Tutto finì, per fortuna, in una bolla di sapone che costò miliardi alla sanità pubblica. Ora il nuovo allarme arriva dagli Usa, e si tratta di qualcosa di cui si parla da tempo come possibile evoluzione  dei batteri ma che per la prima volta si è concretizzato. Si sarebbe conclamato un primo caso di antibioticoresistenza. Per la prima volta insomma negli Stati Uniti, è stata trovata una persona portatrice di un batterio con un gene che lo rende resistente persino a uno degli antibiotici più potenti.
Secondo quanto emerso da uno studio pubblicato su Antimicrobial agents and chemotherapy, rivista dell'American society for microbiology, il batterio è stato
individuato lo scorso mese nelle urine di una donna della Pennsylvania di 49 anni. Gli esperti del dipartimento della Difesa hanno stabilito che si tratta di un ceppo di
escherichia coli resistente all'antibiotico colistina, l'ultima possibilità a cui si ricorre per curare queste tipologie di "batteri resistenti” o "da incubo", come li hanno
ribattezzati gli studiosi, perché sono capaci di uccidere fino al 50% dei pazienti colpiti.
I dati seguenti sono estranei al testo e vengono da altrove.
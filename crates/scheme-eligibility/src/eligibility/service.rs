use std::sync::Arc;

use chrono::{NaiveDate, Utc};
use serde::Serialize;
use tracing::{info, warn};

use super::domain::{
    Applicant, ApplicantId, Application, ApplicationId, ApplicationStatus, Scheme, SchemeId,
};
use super::evaluation::{EligibilityEvaluator, RuleCheck};
use super::repository::{
    ApplicantRepository, ApplicationRepository, RepositoryError, SchemeRepository,
};

/// Answers "which schemes does this applicant qualify for" against the backing stores.
pub struct EligibilityService<A, S> {
    applicants: Arc<A>,
    schemes: Arc<S>,
    evaluator: EligibilityEvaluator,
}

impl<A, S> EligibilityService<A, S>
where
    A: ApplicantRepository + 'static,
    S: SchemeRepository + 'static,
{
    pub fn new(applicants: Arc<A>, schemes: Arc<S>) -> Self {
        Self {
            applicants,
            schemes,
            evaluator: EligibilityEvaluator::new(),
        }
    }

    /// Schemes the applicant qualifies for as of `today`, in registry order.
    ///
    /// Schemes whose stored criteria cannot be parsed are left out rather than failing the
    /// whole query.
    pub fn find_eligible_schemes(
        &self,
        applicant_id: &str,
        today: NaiveDate,
    ) -> Result<Vec<Scheme>, EligibilityError> {
        let applicant = self.load_applicant(applicant_id)?;
        let schemes = self
            .schemes
            .all()
            .map_err(EligibilityError::StoreUnavailable)?;

        Ok(self.eligible_among(&applicant, schemes, today))
    }

    pub fn eligible_among(
        &self,
        applicant: &Applicant,
        schemes: Vec<Scheme>,
        today: NaiveDate,
    ) -> Vec<Scheme> {
        schemes
            .into_iter()
            .filter(|scheme| match scheme.criteria() {
                Ok(criteria) => self.evaluator.is_eligible(applicant, &criteria, today),
                Err(err) => {
                    warn!(scheme = %scheme.id, error = %err, "skipping scheme with malformed criteria");
                    false
                }
            })
            .collect()
    }

    /// Rule-by-rule account of how one scheme treats the applicant.
    pub fn explain(
        &self,
        applicant_id: &str,
        scheme_id: &str,
        today: NaiveDate,
    ) -> Result<SchemeExplanation, EligibilityError> {
        let applicant = self.load_applicant(applicant_id)?;
        let wanted = SchemeId::parse(scheme_id)
            .ok_or_else(|| EligibilityError::SchemeNotFound(scheme_id.to_string()))?;
        let scheme = self
            .schemes
            .all()
            .map_err(EligibilityError::StoreUnavailable)?
            .into_iter()
            .find(|scheme| scheme.id == wanted)
            .ok_or_else(|| EligibilityError::SchemeNotFound(scheme_id.to_string()))?;

        let explanation = match scheme.criteria() {
            Ok(criteria) => SchemeExplanation {
                scheme_id: scheme.id,
                scheme_name: scheme.name,
                eligible: self.evaluator.is_eligible(&applicant, &criteria, today),
                rules: self.evaluator.explain(&applicant, &criteria, today),
                criteria_error: None,
            },
            Err(err) => SchemeExplanation {
                scheme_id: scheme.id,
                scheme_name: scheme.name,
                eligible: false,
                rules: Vec::new(),
                criteria_error: Some(err.to_string()),
            },
        };

        Ok(explanation)
    }

    fn load_applicant(&self, applicant_id: &str) -> Result<Applicant, EligibilityError> {
        let not_found = || EligibilityError::ApplicantNotFound(applicant_id.to_string());
        let id = ApplicantId::parse(applicant_id).ok_or_else(not_found)?;

        match self.applicants.fetch(&id) {
            Ok(Some(applicant)) => Ok(applicant),
            Ok(None) | Err(RepositoryError::NotFound) => Err(not_found()),
            Err(other) => Err(EligibilityError::StoreUnavailable(other)),
        }
    }
}

/// Audit view of a single scheme for a single applicant.
#[derive(Debug, Clone, PartialEq, Serialize)]
pub struct SchemeExplanation {
    pub scheme_id: SchemeId,
    pub scheme_name: String,
    pub eligible: bool,
    pub rules: Vec<RuleCheck>,
    #[serde(skip_serializing_if = "Option::is_none")]
    pub criteria_error: Option<String>,
}

/// Errors the eligibility query reports to its callers.
#[derive(Debug, thiserror::Error)]
pub enum EligibilityError {
    #[error("applicant {0} not found")]
    ApplicantNotFound(String),
    #[error("scheme {0} not found")]
    SchemeNotFound(String),
    #[error("store unavailable: {0}")]
    StoreUnavailable(#[source] RepositoryError),
}

/// Records applications, admitting only applicants the scheme's criteria accept.
pub struct ApplicationService<A, S, R> {
    eligibility: Arc<EligibilityService<A, S>>,
    applications: Arc<R>,
}

impl<A, S, R> ApplicationService<A, S, R>
where
    A: ApplicantRepository + 'static,
    S: SchemeRepository + 'static,
    R: ApplicationRepository + 'static,
{
    pub fn new(eligibility: Arc<EligibilityService<A, S>>, applications: Arc<R>) -> Self {
        Self {
            eligibility,
            applications,
        }
    }

    /// Submit a new application; refused unless the scheme is currently one the applicant
    /// qualifies for.
    pub fn submit(
        &self,
        applicant_id: &str,
        scheme_id: &str,
        today: NaiveDate,
    ) -> Result<Application, ApplicationServiceError> {
        let eligible = self
            .eligibility
            .find_eligible_schemes(applicant_id, today)?;

        let not_eligible = || ApplicationServiceError::NotEligible {
            applicant_id: applicant_id.to_string(),
            scheme_id: scheme_id.to_string(),
        };
        let scheme_id = SchemeId::parse(scheme_id).ok_or_else(not_eligible)?;
        if !eligible.iter().any(|scheme| scheme.id == scheme_id) {
            return Err(not_eligible());
        }

        let applicant_id = ApplicantId::parse(applicant_id).ok_or_else(not_eligible)?;
        let now = Utc::now();
        let application = Application {
            id: ApplicationId::new(),
            applicant_id,
            scheme_id,
            status: ApplicationStatus::Pending,
            created_at: now,
            updated_at: now,
        };

        let stored = self.applications.insert(application)?;
        info!(
            application = %stored.id,
            applicant = %stored.applicant_id,
            scheme = %stored.scheme_id,
            "application recorded"
        );
        Ok(stored)
    }

    pub fn get(&self, application_id: &str) -> Result<Application, ApplicationServiceError> {
        let id = ApplicationId::parse(application_id).ok_or(RepositoryError::NotFound)?;
        let application = self
            .applications
            .fetch(&id)?
            .ok_or(RepositoryError::NotFound)?;
        Ok(application)
    }

    pub fn list(&self) -> Result<Vec<Application>, ApplicationServiceError> {
        Ok(self.applications.list()?)
    }

    pub fn update_status(
        &self,
        application_id: &str,
        status: ApplicationStatus,
    ) -> Result<Application, ApplicationServiceError> {
        let mut application = self.get(application_id)?;
        application.status = status;
        application.updated_at = Utc::now();
        self.applications.update(application.clone())?;
        Ok(application)
    }

    pub fn withdraw(&self, application_id: &str) -> Result<Application, ApplicationServiceError> {
        let id = ApplicationId::parse(application_id).ok_or(RepositoryError::NotFound)?;
        Ok(self.applications.remove(&id)?)
    }
}

/// Error raised by the application service.
#[derive(Debug, thiserror::Error)]
pub enum ApplicationServiceError {
    #[error("applicant {applicant_id} is not eligible for scheme {scheme_id}")]
    NotEligible {
        applicant_id: String,
        scheme_id: String,
    },
    #[error(transparent)]
    Eligibility(#[from] EligibilityError),
    #[error(transparent)]
    Repository(#[from] RepositoryError),
}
L'allarme. La scoperta, scrivono gli autori, "preannuncia la comparsa di un batterio davvero resistente ai farmaci". Il timore è che quanto scoperto rappresenti
"la fine" di questa tipologia di farmaci che hanno salvato molte vite. "Siamo entrati in un’era post-antibiotica", ha detto Thomas R. Frieden, direttore dei Centers
for Disease Control and Prevention, l'ente che si occupa di salute pubblica.
"Servono nuove cure”, dicono gli esperti, chiedendo di fatto fondi per la ricerca perchè è necessario trovare trattamenti contro questi batteri resistenti. Lo scrivono “papale
papale” nello studio coordinato da Walter Reed del National Military Medical Center. "Da  quanto sappiamo - ha spiegato Reed - è il primo caso di mcr-1  negli Usa".
Un problema quello dell'antibioticoresistenza del quale si era par lato qualche giorno fa con la diffusione del rapporto "Review on Antimicrobial Resistance", voluto
dal premier David Cameron a metà del 2014. Secondo la ricerca nel 2050 le infezioni per le quali non avremo farmaci a disposizione potrebbero arrivare a uccidere
10 milioni di persone: una ogni tre secondi. Della capacità dei batteri di mutare si parla da sempre, come si parla del fatto che l'uso eccessivo degli antibiotici favorisca
queste mutazioni. Sul banco degli imputati non solo per le cure umane e l'uso spesso inadeguato e “fai da te” degli antibiotici contro malattie come quelle virali per cui
non servono, ma soprattutto l'uso nella zootecnia, spesso vengono usati in maniera massiva sui capi per prevenire infezioni e non basta il periodo di “decantazione”
previsto prima della macellazione. Non a caso negli Usa queste “cure” sui bovini sono esasperate e proprio lì si sarebbe conclamata la malattia. Una situazione seria
che sarebbe un errore sottovalutare ma sulla quale è necessario porre attenzione che non diventi una nova slot machine a disposizioni della multinazionali del farmaco.
A individuare per la prima volta questo gene mcr-1, che permette ai batteri di diventare resistenti, è stato uno studio cinese a novembre scorso. La ricerra aveva individuato il gene in batteri comuni ma potenzialmente mortali come l'escherichia coli eklebsiella penumoniae, responsabili di polmoniti e di malattie ematiche. Di fatto questo gene
rende questi batteri incurabili. Inoltre è in grado di diffondersi facilmente da un ceppo all'altro e questo fa temere che abbia un forte "potenziale epidemico".